Stored data:

▶

impl ClassTree {
    pub fn class(&self, id: TypeId) -> &Class {
        &self.classes[&id]
    }

    pub fn contains(&self, id: TypeId) -> bool {
        self.classes.contains_key(&id)
    }

    pub fn children(&self, id: TypeId) -> &[TypeId] {
        self.children.get(&id).map_or(&[], |v| v.as_slice())
    }

    /// Parent class id; `EMPTY` above `Object`.
    pub fn parent(&self, id: TypeId) -> TypeId {
        self.parents.get(&id).copied().unwrap_or(EMPTY)
    }

    /// Pre-order walk of the hierarchy starting at the root.
    pub fn preorder(&self) -> Vec<TypeId> {
        let mut order = Vec::with_capacity(self.classes.len());
        let mut stack = vec![self.root];
        while let Some(id) = stack.pop() {
            order.push(id);
            for &child in self.children(id).iter().rev() {
                stack.push(child);
            }
        }
        order
    }
}

/// Result of a successful analysis.
#[derive(Debug)]
pub struct Analysis {
    pub types: TypeTable,
    pub tree: ClassTree,
}

// ---------------------------------------------------------------------------
// Method signatures (side table, so bodies can be checked while the
// defining class is borrowed mutably)
// ---------------------------------------------------------------------------

#[derive(Debug, Clone)]
struct MethodSig {
    formals: Vec<(String, TypeId)>,
    ret: TypeId,
}

// ---------------------------------------------------------------------------
// The analyzer
// ---------------------------------------------------------------------------

pub struct Semant {
    types: TypeTable,
    classes: HashMap<TypeId, Class>,
    children: HashMap<TypeId, Vec<TypeId>>,
    parents: HashMap<TypeId, TypeId>,
    methods: HashMap<TypeId, HashMap<String, MethodSig>>,

    current_class: TypeId,
    current_file: String,
    /// Running count of live GC-root slots along the current
    /// evaluation path; per-method maxima are folded into the AST.
    expr_stack: u32,
}

type SemantResult<T> = Result<T, SemantError>;
/// Code emitter contract
///
/// The concrete emitter (textual assembly or a binary backend) lives
/// outside this crate. This module pins down the shape of what it
/// consumes — the typed AST, the Klass registry, the IR module and
/// constant pools — plus the runtime helper symbols it links against,
/// and drives the per-class emission order.

use crate::ast::{Class, Feature, TypeId};
use crate::ir::{FuncId, Module, OperandType};
use crate::klass::KlassBuilder;
use crate::semant::Analysis;

// ---------------------------------------------------------------------------
// Runtime helper ABI
// ---------------------------------------------------------------------------

pub const GC_ALLOC: &str = "_gc_alloc";
pub const EQUALS: &str = "_equals";
pub const CASE_ABORT: &str = "_case_abort";
pub const CASE_ABORT_2: &str = "_case_abort_2";
pub const DISPATCH_ABORT: &str = "_dispatch_abort";
pub const INIT_RUNTIME: &str = "_init_runtime";
pub const FINISH_RUNTIME: &str = "_finish_runtime";
pub const VERIFY_OOP: &str = "_verify_oop";

/// Handles to the runtime helpers, declared once per module. The
/// signatures are fixed regardless of the GC selected at run time.
#[derive(Debug, Clone, Copy)]
pub struct RuntimeSymbols {
    pub gc_alloc: FuncId,
    pub equals: FuncId,
    pub case_abort: FuncId,
    pub case_abort_2: FuncId,
    pub dispatch_abort: FuncId,
    pub init_runtime: FuncId,
    pub finish_runtime: FuncId,
    pub verify_oop: FuncId,
}

impl RuntimeSymbols {
    pub fn declare(module: &mut Module) -> Self {
        let param = |name: &str, ty: OperandType| (name.to_string(), ty);

        RuntimeSymbols {
            gc_alloc: module.declare_function(
                GC_ALLOC,
                &[
                    param("tag", OperandType::Int32),
                    param("size", OperandType::UInt64),
                    param("disp_tab", OperandType::Pointer),
                ],
                OperandType::Pointer,
            ),
            equals: module.declare_function(
                EQUALS,
                &[param("lhs", OperandType::Pointer), param("rhs", OperandType::Pointer)],
                OperandType::Int32,
            ),
            case_abort: module.declare_function(
                CASE_ABORT,
                &[param("tag", OperandType::Int32)],
                OperandType::Void,
            ),
            case_abort_2: module.declare_function(
                CASE_ABORT_2,
                &[
                    param("filename", OperandType::Pointer),
                    param("linenumber", OperandType::Int32),
                ],
                OperandType::Void,
            ),
            dispatch_abort: module.declare_function(
                DISPATCH_ABORT,
                &[
                    param("filename", OperandType::Pointer),
                    param("linenumber", OperandType::Int32),
                ],
                OperandType::Void,
            ),
            init_runtime: module.declare_function(
                INIT_RUNTIME,
                &[param("argc", OperandType::Int32), param("argv", OperandType::Pointer)],
                OperandType::Void,
            ),
            finish_runtime: module
                .declare_function(FINISH_RUNTIME, &[], OperandType::Void),
            verify_oop: module.declare_function(
                VERIFY_OOP,
                &[param("obj", OperandType::Pointer)],
                OperandType::Void,
            ),
        }
    }
}

// ---------------------------------------------------------------------------
// Emitter contract
// ---------------------------------------------------------------------------

/// A target-specific code emitter. Implementations receive the typed
/// AST through the class tree, the Klass registry for layout, and the
/// IR module for bodies and data, and append to their own code
/// stream.
///
/// Obligations beyond the method signatures:
///   - the init function chains to the parent's init, sets
///     trivial-type defaults, then evaluates initialisers in source
///     order;
///   - safepoints follow the GC contract: shadow-stack pushes/pops
///     around every possibly-allocating call, or stack-map records at
///     each such call site;
///   - the runtime entry initialises the GC, constructs `Main`,
///     invokes `Main.main`, tears the runtime down and returns 0.
pub trait CodeGen {
    type Output;

    /// One `<Class>_init` per class.
    fn emit_class_init(&mut self, class: &Class, analysis: &Analysis, klasses: &KlassBuilder);

    /// One `<Class>_<method>` per method defined (not inherited) by
    /// the class.
    fn emit_method(
        &mut self,
        class: &Class,
        method: &Feature,
        analysis: &Analysis,
        klasses: &KlassBuilder,
        module: &Module,
    );

    /// The `main` symbol invoking the runtime entry.
    fn emit_runtime_entry(&mut self, analysis: &Analysis, klasses: &KlassBuilder);

    fn finish(self, module: &Module) -> Self::Output;
}

/// Drive an emitter over a checked program in tag order.
pub fn emit_program<G: CodeGen>(
    mut gen: G,
    analysis: &Analysis,
    klasses: &KlassBuilder,
    module: &Module,
) -> G::Output {
    let ids: Vec<TypeId> = klasses.klasses().map(|k| k.name()).collect();

    for id in ids {
        let class = analysis.tree.class(id);
        gen.emit_class_init(class, analysis, klasses);
        for feature in &class.features {
            if feature.is_method() {
                gen.emit_method(class, feature, analysis, klasses, module);
            }
        }
    }
    gen.emit_runtime_entry(analysis, klasses);

    gen.finish(module)
}
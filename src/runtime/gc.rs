/// Garbage collectors
///
/// Pluggable strategies over the next-fit heap:
///   ZERO       bump until OOM, never collects
///   MARK_SWEEP mark from roots, then linear sweep to tag-0 chunks
///   LISP2      3-pass compactor: forwarding addresses in the mark
///              word, reference update, slide
///   THREADED   Jonkers' compactor threading references through the
///              size word, two passes, no extra per-object state
///   COMPRESSOR bitmap marking + per-256-bit-block offset vector,
///              one relocate-and-update pass
///   SEMISPACE  Cheney copy into the other half, forwarding pointers
///              in the mark word
///
/// Allocation failure collects and retries once, then aborts. All
/// sizes are 16-byte aligned. Per-phase wall-clock totals are kept in
/// `GcStats` and dumped on teardown when requested.

use super::alloc::NextFitAllocator;
use super::marker::{BitmapMarker, MarkerEdgeFifo, MarkerFifo, MarkerKind, MarkerLifo, BITS_IN_BLOCK, BYTES_PER_BIT};
use super::object::{align_size, Address, ObjectLayout, StringLayout, MARK_UNSET, UNUSED_TAG};
use super::stack::StackWalker;
use std::collections::HashSet;
use std::time::{Duration, Instant};

// ---------------------------------------------------------------------------
// Statistics
// ---------------------------------------------------------------------------

#[derive(Debug, Clone, Copy, PartialEq, Eq)]
pub enum GcPhase {
    Allocate,
    Mark,
    Collect,
}

const PHASE_NAMES: [&str; 3] = ["ALLOCATE", "MARK    ", "COLLECT "];

#[derive(Debug, Default)]
pub struct GcStats {
    phases: [Duration; 3],
    pub collections: u64,
}

impl GcStats {
    pub fn add(&mut self, phase: GcPhase, elapsed: Duration) {
        self.phases[phase as usize] += elapsed;
    }

    pub fn phase(&self, phase: GcPhase) -> Duration {
        self.phases[phase as usize]
    }

    pub fn dump(&self) {
        for (name, duration) in PHASE_NAMES.iter().zip(self.phases.iter()) {
            eprintln!("GC Phase {}: {} ms", name, duration.as_millis());
        }
    }
}

// ---------------------------------------------------------------------------
// Algorithm selection
// ---------------------------------------------------------------------------

#[derive(Debug, Clone, Copy, PartialEq, Eq)]
pub enum GcType {
    Zero = 0,
    MarkSweep = 1,
    ThreadedMc = 2,
    Compressor = 3,
    SemispaceCopy = 4,
    Lisp2Mc = 5,
}

impl GcType {
    pub fn from_i32(value: i32) -> Option<GcType> {
        Some(match value {
            0 => GcType::Zero,
            1 => GcType::MarkSweep,
            2 => GcType::ThreadedMc,
            3 => GcType::Compressor,
            4 => GcType::SemispaceCopy,
            5 => GcType::Lisp2Mc,
            _ => return None,
        })
    }
}
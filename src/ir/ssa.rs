/// SSA construction
///
/// Three phases per function: phi insertion driven by the dominance
/// frontier, renaming via per-variable version stacks along a
/// pre-order walk of the dominator tree, and pruning of phis whose
/// defs never reach a non-phi use.

use super::cfg::{self, DfsOrder, DominanceInfo};
use super::{BlockId, Function, InstId, OperId};
use std::collections::{BTreeMap, BTreeSet, HashMap};

pub fn construct_ssa(func: &mut Function) {
    if func.cfg_root().is_none() {
        return;
    }

    let info = cfg::dominance(func);

    // 1. phi insertion
    insert_phis(func, &info);

    // 2. renaming; formals are the first defs
    let mut stacks: HashMap<OperId, Vec<OperId>> = HashMap::new();
    let mut versions: HashMap<OperId, u32> = HashMap::new();
    for i in 0..func.params().len() {
        let param = func.param(i);
        let renamed = next_version(func, &mut versions, param);
        stacks.entry(param).or_default().push(renamed);
        func.set_param(i, renamed);
    }
    let root = func.cfg_root().expect("checked above");
    rename(func, &info, root, &mut stacks, &mut versions);

    // 3. pruning
    prune(func, &info);
}

// ---------------------------------------------------------------------------
// Phase 1: phi insertion
// ---------------------------------------------------------------------------

/// Blocks containing a definition of each variable, in deterministic
/// order.
fn defs_in_blocks(func: &mut Function) -> BTreeMap<OperId, BTreeSet<BlockId>> {
    let mut var_to_blocks: BTreeMap<OperId, BTreeSet<BlockId>> = BTreeMap::new();

    for block in cfg::traversal(func, DfsOrder::ReversePostorder) {
        for &inst_id in &func.block(block).insts {
            if let Some(def) = func.inst(inst_id).def {
                if func.oper(def).is_variable() {
                    var_to_blocks.entry(def).or_default().insert(block);
                }
            }
        }
    }
    var_to_blocks
}

fn insert_phis(func: &mut Function, info: &DominanceInfo) {
    let defs = defs_in_blocks(func);

    for (var, def_blocks) in defs {
        let mut has_phi: BTreeSet<BlockId> = BTreeSet::new();
        let mut worklist = def_blocks.clone();

        while let Some(&x) = worklist.iter().next() {
            worklist.remove(&x);
            let frontier = match info.frontier(x) {
                Some(frontier) => frontier.clone(),
                None => continue,
            };
            for y in frontier {
                if !has_phi.contains(&y) {
                    func.insert_phi(var, y);
                    has_phi.insert(y);
                    if !def_blocks.contains(&y) {
                        worklist.insert(y);
                    }
                }
            }
        }
    }
}

// ---------------------------------------------------------------------------
// Phase 2: renaming
// ---------------------------------------------------------------------------

fn next_version(
    func: &mut Function,
    versions: &mut HashMap<OperId, u32>,
    var: OperId,
) -> OperId {
    let root = func.oper(var).original_var(var);
    let version = versions.entry(root).or_insert(0);
    *version += 1;
    func.version_of(var, *version)
}

fn rename(
    func: &mut Function,
    info: &DominanceInfo,
    block: BlockId,
    stacks: &mut HashMap<OperId, Vec<OperId>>,
    versions: &mut HashMap<OperId, u32>,
) {
    // versions pushed in this block, to pop on exit
    let mut pushed: Vec<OperId> = Vec::new();

    for inst_id in func.block(block).insts.clone() {
        if func.inst(inst_id).is_phi() {
            // each phi invents a fresh version of its variable
            let def = func.inst(inst_id).def.expect("phi def");
            let renamed = next_version(func, versions, def);
            func.update_def(inst_id, renamed);
            stacks.entry(def).or_default().push(renamed);
            pushed.push(def);
        } else {
            // rewrite uses with the current version; a use with no
            // stacked version is a formal parameter reference left as is
            for use_id in func.inst(inst_id).uses.clone() {
                if !func.oper(use_id).is_variable() {
                    continue;
                }
                if let Some(&top) = stacks.get(&use_id).and_then(|s| s.last()) {
                    func.update_use(inst_id, use_id, top);
                }
            }

            if let Some(def) = func.inst(inst_id).def {
                if func.oper(def).is_variable() {
                    let renamed = next_version(func, versions, def);
                    func.update_def(inst_id, renamed);
                    stacks.entry(def).or_default().push(renamed);
                    pushed.push(def);
                }
            }
        }
    }

    // fill in phi paths of successors with the reaching version
    for succ in func.block(block).succs.clone() {
        for inst_id in func.block(succ).insts.clone() {
            if !func.inst(inst_id).is_phi() {
                break;
            }
            let def = func.inst(inst_id).def.expect("phi def");
            let original = func.oper(def).original_var(def);
            if let Some(&top) = stacks.get(&original).and_then(|s| s.last()) {
                func.phi_add_path(inst_id, top, block);
            }
        }
    }

    for &child in info.dominated_by(block) {
        rename(func, info, child, stacks, versions);
    }

    for var in pushed {
        let stack = stacks.get_mut(&var).expect("pushed in this block");
        stack.pop();
        if stack.is_empty() {
            stacks.remove(&var);
        }
    }
}

// ---------------------------------------------------------------------------
// Phase 3: pruning
// ---------------------------------------------------------------------------

fn prune(func: &mut Function, info: &DominanceInfo) {
    let mut alive = vec![false; func.opers_len()];
    let mut worklist: Vec<OperId> = Vec::new();

    let root = func.cfg_root().expect("non-empty CFG");
    prune_initialize(func, info, root, &mut alive, &mut worklist);
    prune_propagate(func, &mut alive, &mut worklist);
    prune_delete_dead_phis(func, &alive);
}

/// Seed with variables used by non-phi instructions whose definition
/// is a phi, in dominance order.
fn prune_initialize(
    func: &Function,
    info: &DominanceInfo,
    block: BlockId,
    alive: &mut [bool],
    worklist: &mut Vec<OperId>,
) {
    for &inst_id in &func.block(block).insts {
        if func.inst(inst_id).is_phi() {
            continue;
        }
        for &use_id in &func.inst(inst_id).uses {
            if !func.oper(use_id).is_variable() {
                continue;
            }
            if let Some(def_inst) = func.def_of(use_id) {
                if func.inst(def_inst).is_phi() && !alive[use_id.index()] {
                    alive[use_id.index()] = true;
                    worklist.push(use_id);
                }
            }
        }
    }

    for &child in info.dominated_by(block) {
        prune_initialize(func, info, child, alive, worklist);
    }
}

fn prune_propagate(func: &Function, alive: &mut [bool], worklist: &mut Vec<OperId>) {
    while let Some(var) = worklist.pop() {
        // no def at all: a formal parameter
        let def_inst = match func.def_of(var) {
            Some(inst) => inst,
            None => continue,
        };
        if !func.inst(def_inst).is_phi() {
            continue;
        }
        for &use_id in &func.inst(def_inst).uses {
            if !alive[use_id.index()] {
                alive[use_id.index()] = true;
                worklist.push(use_id);
            }
        }
    }
}

fn prune_delete_dead_phis(func: &mut Function, alive: &[bool]) {
    let mut for_delete: Vec<InstId> = Vec::new();

    for block in cfg::traversal(func, DfsOrder::Preorder) {
        for &inst_id in &func.block(block).insts {
            if !func.inst(inst_id).is_phi() {
                break;
            }
            let def = func.inst(inst_id).def.expect("phi def");
            if !alive[def.index()] {
                for_delete.push(inst_id);
            }
        }
    }

    for inst_id in for_delete {
        func.erase(inst_id);
    }
}

// ---------------------------------------------------------------------------
// Invariant checking (used by tests and debug assertions)
// ---------------------------------------------------------------------------

/// Check the SSA invariants: every variable has at most one
/// definition (zero only for formals), and every phi's path blocks
/// are exactly its block's predecessors.
pub fn verify(func: &mut Function) -> Result<(), String> {
    for block in cfg::traversal(func, DfsOrder::Preorder) {
        for &inst_id in &func.block(block).insts {
            let inst = func.inst(inst_id);
            if let Some(def) = inst.def {
                let defs = &func.oper(def).defs;
                if func.oper(def).is_variable() && defs.len() > 1 {
                    return Err(format!(
                        "variable {} has {} definitions",
                        func.oper(def).name(),
                        defs.len()
                    ));
                }
            }
            if let super::InstKind::Phi { paths } = &inst.kind {
                let mut path_blocks: Vec<BlockId> = paths.iter().map(|(b, _)| *b).collect();
                let mut preds = func.block(block).preds.clone();
                path_blocks.sort();
                path_blocks.dedup();
                preds.sort();
                preds.dedup();
                if path_blocks != preds {
                    return Err(format!(
                        "phi in {} has paths {:?} but predecessors {:?}",
                        func.block(block).name,
                        path_blocks,
                        preds
                    ));
                }
            }
        }
    }
    Ok(())
}

/// Number of phi instructions still attached to blocks.
pub fn count_phis(func: &mut Function) -> usize {
    let mut count = 0;
    for block in cfg::traversal(func, DfsOrder::Preorder) {
        for &inst_id in &func.block(block).insts {
            if func.inst(inst_id).is_phi() {
                count += 1;
            }
        }
    }
    count
}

◀

EXERCISE DESCRIPTION: Scan the entries above for the line containing "is borrowed mutably)", and copy it and all lines after it exactly, down to and including the line containing "IR module and".

REPLY TO THE TASK:
// defining class is borrowed mutably)
// ---------------------------------------------------------------------------

#[derive(Debug, Clone)]
struct MethodSig {
    formals: Vec<(String, TypeId)>,
    ret: TypeId,
}

// ---------------------------------------------------------------------------
// The analyzer
// ---------------------------------------------------------------------------

pub struct Semant {
    types: TypeTable,
    classes: HashMap<TypeId, Class>,
    children: HashMap<TypeId, Vec<TypeId>>,
    parents: HashMap<TypeId, TypeId>,
    methods: HashMap<TypeId, HashMap<String, MethodSig>>,

    current_class: TypeId,
    current_file: String,
    /// Running count of live GC-root slots along the current
    /// evaluation path; per-method maxima are folded into the AST.
    expr_stack: u32,
}

type SemantResult<T> = Result<T, SemantError>;
/// Code emitter contract
///
/// The concrete emitter (textual assembly or a binary backend) lives
/// outside this crate. This module pins down the shape of what it
/// consumes — the typed AST, the Klass registry, the IR module and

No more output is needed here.